Le général fit un signe. C’était fini. Comment combattre à armes égales quand le droit de la guerre n’était respecté que par un seul camp ? Les politiques n’avaient pas donné aux soldats la solution de cette équation insoluble.


Le cœur de Sébastien faillit s’arrêter lorsqu’il reconnut le visage de l’homme qu’il avait vu, quelques années auparavant sur un écran vidéo. Un homme entouré d’enfants pour protéger sa fuite alors qu’il était pourchassé pour avoir ordonné l’attaque du camp de Sébi où avait péri Sandreau, son mentor. Il assista aux salamalecs auxquels se pliait avec effort le colonel, qui se raidit au moment de serrer la main d’Alpha Adéma. Il vit son chef contenir sa rage lorsque les caisses plombées furent ouvertes. La gorge serrée, il observa la honte de cet homme devant restituer au bourreau de ses hommes les armes qui avaient servi à les tuer.     

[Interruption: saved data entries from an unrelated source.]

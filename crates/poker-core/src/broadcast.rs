use serde::{Deserialize, Serialize};

use crate::ids::{BoardId, ProjectId};
use crate::snapshot::SessionSnapshot;

/// Payload delivered on a project channel after every committed transition.
/// `snapshot: None` announces that the board's session no longer exists.
#[derive(Clone, Debug, PartialEq, Serialize, Deserialize)]
#[serde(rename_all = "camelCase")]
pub struct SessionUpdate {
    pub board_id: BoardId,
    pub snapshot: Option<SessionSnapshot>,
}

/// Fan-out of session state to every subscriber of a project channel.
///
/// Fire-and-forget: implementations must not block, and delivery failures
/// stay inside the implementation.
pub trait SnapshotPublisher: Send + Sync {
    fn publish(&self, project_id: &ProjectId, update: &SessionUpdate);
}

/// Publisher that drops everything, for embedding without a transport.
#[derive(Clone, Copy, Debug, Default)]
pub struct NullPublisher;

impl SnapshotPublisher for NullPublisher {
    fn publish(&self, _project_id: &ProjectId, _update: &SessionUpdate) {}
}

Les ordres ayant été exécutés, le minimum protocolaire ayant été respecté, le colonel donna l’ordre de rembarquer pour repartir aussitôt. Alpha Adéma n’attendit pas que les militaires soient repartis. L’humiliation devait être totale. Il prononça quelques paroles à l’intention des hommes qui attendaient dans leurs véhicules de fortune. Puis il se retira au moment où ils avancèrent vers ses miliciens. Un à un, dans une discipline si étrangère aux mœurs shongaises, ils chargèrent des sacs de riz, de l’huile et du sucre sans oublier une poignée d’armes qu’ils exhibèrent au-dessus de leur tête pour saluer leurs bienfaiteurs et narguer le colonel, Sébastien et les siens.
L’humiliation et la schizophrénie étaient absolues. Ils venaient de donner les moyens à ceux qu’ils combattaient d’acheter les populations et de gagner cette guerre. Le convoi militaire repartit en ravalant sa dignité et sa colère.
La paix n’a pas de prix…


– Hum… Tu vois un drame comme ça, ça peut arriver ici comme ailleurs ; un gosse qui déboule d’un coup, on peut pas toujours l’éviter. On fait pourtant gaffe. C’est pas faute de rappeler les consignes. Mais tu sais, quand je vois quelle ampleur ça a pris et à quelle vitesse ils ont organisé tout ce bordel, je me demande si ce gamin… Enfin, tu me comprends… T’es déjà venu ici. Tu sais que c’est pas comme chez nous la valeur d’une vie, même celle d’un gosse. Ils leur font poser des IED. Ils s’en servent comme bouclier. Putain, je peux pas m’empêcher de penser que ce gosse… De toute façon, on le saura jamais. On doute de tout ici. »     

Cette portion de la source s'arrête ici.